Le constat est patent. Le Togo est actuellement plongé dans une impasse politique née du contentieux lié au scrutin présidentiel du 22 février 2020. Dans leur tribune hebdomadaire « Cité au quotidien », les universitaires Maryse Quashie et Roger Folikoué suggèrent des pistes de solutions. Lecture!

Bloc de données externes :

//! Storage configuration.
//!
//! Loaded from environment variables with defaults matching the product
//! policy (24h matchups, 6h schedules, evict five entries at a time).

use parlay_core::Namespace;
use std::time::Duration;

/// Default number of entries removed when the local tier reports a quota error.
pub const DEFAULT_EVICTION_BATCH: usize = 5;

/// Default bound on every remote-tier call.
pub const DEFAULT_REMOTE_TIMEOUT_MS: u64 = 8_000;

#[derive(Debug, Clone, PartialEq)]
pub struct StorageConfig {
    pub matchup_ttl: Duration,
    pub schedule_ttl: Duration,
    /// Entries evicted per quota failure.
    pub eviction_batch: usize,
    /// Timeout applied to each remote call; expiry counts as a transient failure.
    pub remote_timeout: Duration,
    /// Copy remote hits into the local tier.
    pub rehydrate_local: bool,
}

impl Default for StorageConfig {
    fn default() -> Self {
        Self {
            matchup_ttl: Namespace::Matchup.default_ttl(),
            schedule_ttl: Namespace::Schedule.default_ttl(),
            eviction_batch: DEFAULT_EVICTION_BATCH,
            remote_timeout: Duration::from_millis(DEFAULT_REMOTE_TIMEOUT_MS),
            rehydrate_local: true,
        }
    }
}

impl StorageConfig {
    pub fn new() -> Self {
        Self::default()
    }

    /// Create a StorageConfig from environment variables.
    ///
    /// # Environment Variables
    /// - `PARLAY_MATCHUP_TTL_SECS`: matchup entry TTL (default: 86400)
    /// - `PARLAY_SCHEDULE_TTL_SECS`: schedule entry TTL (default: 21600)
    /// - `PARLAY_EVICTION_BATCH`: entries evicted per quota failure (default: 5)
    /// - `PARLAY_REMOTE_TIMEOUT_MS`: remote call timeout (default: 8000)
    pub fn from_env() -> Self {
        Self::from_lookup(|name| std::env::var(name).ok())
    }

    fn from_lookup(lookup: impl Fn(&str) -> Option<String>) -> Self {
        let defaults = Self::default();

        let secs = |name: &str, fallback: Duration| {
            lookup(name)
                .and_then(|s| s.trim().parse::<u64>().ok())
                .map(Duration::from_secs)
                .unwrap_or(fallback)
        };

        let eviction_batch = lookup("PARLAY_EVICTION_BATCH")
            .and_then(|s| s.trim().parse::<usize>().ok())
            .filter(|n| *n > 0)
            .unwrap_or(defaults.eviction_batch);

        let remote_timeout = lookup("PARLAY_REMOTE_TIMEOUT_MS")
            .and_then(|s| s.trim().parse::<u64>().ok())
            .filter(|ms| *ms > 0)
            .map(Duration::from_millis)
            .unwrap_or(defaults.remote_timeout);

        Self {
            matchup_ttl: secs("PARLAY_MATCHUP_TTL_SECS", defaults.matchup_ttl),
            schedule_ttl: secs("PARLAY_SCHEDULE_TTL_SECS", defaults.schedule_ttl),
            eviction_batch,
            remote_timeout,
            rehydrate_local: defaults.rehydrate_local,
        }
    }

    pub fn ttl_for(&self, namespace: Namespace) -> Duration {
        match namespace {
            Namespace::Matchup => self.matchup_ttl,
            Namespace::Schedule => self.schedule_ttl,
        }
    }

    pub fn with_ttl(mut self, namespace: Namespace, ttl: Duration) -> Self {
        match namespace {
            Namespace::Matchup => self.matchup_ttl = ttl,
            Namespace::Schedule => self.schedule_ttl = ttl,
        }
        self
    }

    pub fn with_eviction_batch(mut self, batch: usize) -> Self {
        self.eviction_batch = batch.max(1);
        self
    }

    pub fn with_remote_timeout(mut self, timeout: Duration) -> Self {
        self.remote_timeout = timeout;
        self
    }

    pub fn with_rehydrate_local(mut self, enabled: bool) -> Self {
        self.rehydrate_local = enabled;
        self
    }
}

#[cfg(test)]
mod tests {
    use super::*;
    use std::collections::HashMap;

    #[test]
    fn test_defaults() {
        let config = StorageConfig::default();
        assert_eq!(config.ttl_for(Namespace::Matchup), Duration::from_secs(86_400));
        assert_eq!(config.ttl_for(Namespace::Schedule), Duration::from_secs(21_600));
        assert_eq!(config.eviction_batch, 5);
        assert_eq!(config.remote_timeout, Duration::from_secs(8));
        assert!(config.rehydrate_local);
    }

    #[test]
    fn test_builder() {
        let config = StorageConfig::new()
            .with_ttl(Namespace::Schedule, Duration::from_secs(60))
            .with_eviction_batch(0)
            .with_remote_timeout(Duration::from_millis(250))
            .with_rehydrate_local(false);

        assert_eq!(config.schedule_ttl, Duration::from_secs(60));
        assert_eq!(config.matchup_ttl, Duration::from_secs(86_400));
        assert_eq!(config.eviction_batch, 1);
        assert_eq!(config.remote_timeout, Duration::from_millis(250));
        assert!(!config.rehydrate_local);
    }

    #[test]
    fn test_from_lookup_overrides_and_ignores_garbage() {
        let vars: HashMap<&str, &str> = [
            ("PARLAY_MATCHUP_TTL_SECS", "3600"),
            ("PARLAY_SCHEDULE_TTL_SECS", "soon"),
            ("PARLAY_EVICTION_BATCH", "0"),
            ("PARLAY_REMOTE_TIMEOUT_MS", " 1500 "),
        ]
        .into_iter()
        .collect();

        let config = StorageConfig::from_lookup(|k| vars.get(k).map(|v| v.to_string()));
        assert_eq!(config.matchup_ttl, Duration::from_secs(3600));
        assert_eq!(config.schedule_ttl, Duration::from_secs(21_600));
        assert_eq!(config.eviction_batch, 5);
        assert_eq!(config.remote_timeout, Duration::from_millis(1500));
    }
}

QUELLES ISSUES POUR UNE ANNÉE VÉCUE DANS UNE SITUATION ATYPIQUE ?

UNE SITUATION ATYPIQUE…

Le 23 février 2020, la CENI annonçait la victoire avec plus de 70% des suffrages exprimés de Faure E. GNASSINGBE à l’élection présidentielle de la veille. Ces résultats ont été contestés, par de nombreux citoyens et regroupements de citoyens  et spécialement  par  le  candidat Gabriel Agbéyomé, qui dit que la victoire lui revient. De ce contentieux est issue la situation atypique que vit le Togo:

-Un président reconnu  par  les  institutions en  place  jusqu’à  l’organisation  d’une prestation  de  serment  le  3  mai  2020  devant  une  Cour  Constitutionnelle  dont  la légalité pose problème. Ce président dirige le pays avec un Gouvernement formé et dirigé par une femme nommée premier  ministre,  tandis  que  le  pouvoir  législatif  est représenté par une Assemblée Nationale issue d’élections  elles  aussi  contestées. Le Gouvernement gère la  vie  des  citoyens  Togolais  qui  ne  sont  pas  en  désobéissance civile   puisque   ce   Gouvernement  et  l’administration   qui   en   dépend   sont leurs interlocuteurs dans les actes de la vie quotidienne;

-Un  président qui s’est autoproclamé “Président  démocratiquement  élu”  par  les Togolais parce  que les résultats des élections ont été truqués par le pouvoir en place. Il a nommé un gouvernement qui n’a pas d’impact sur la vie des Togolais. Mais une partie  de  ces  citoyens  (on  ne  saurait    les  dénombrer    exactement) soutient  ce président   notamment  dans  un   mouvement  dénommé   Dynamique  Monseigneur Kpodzro (DMK).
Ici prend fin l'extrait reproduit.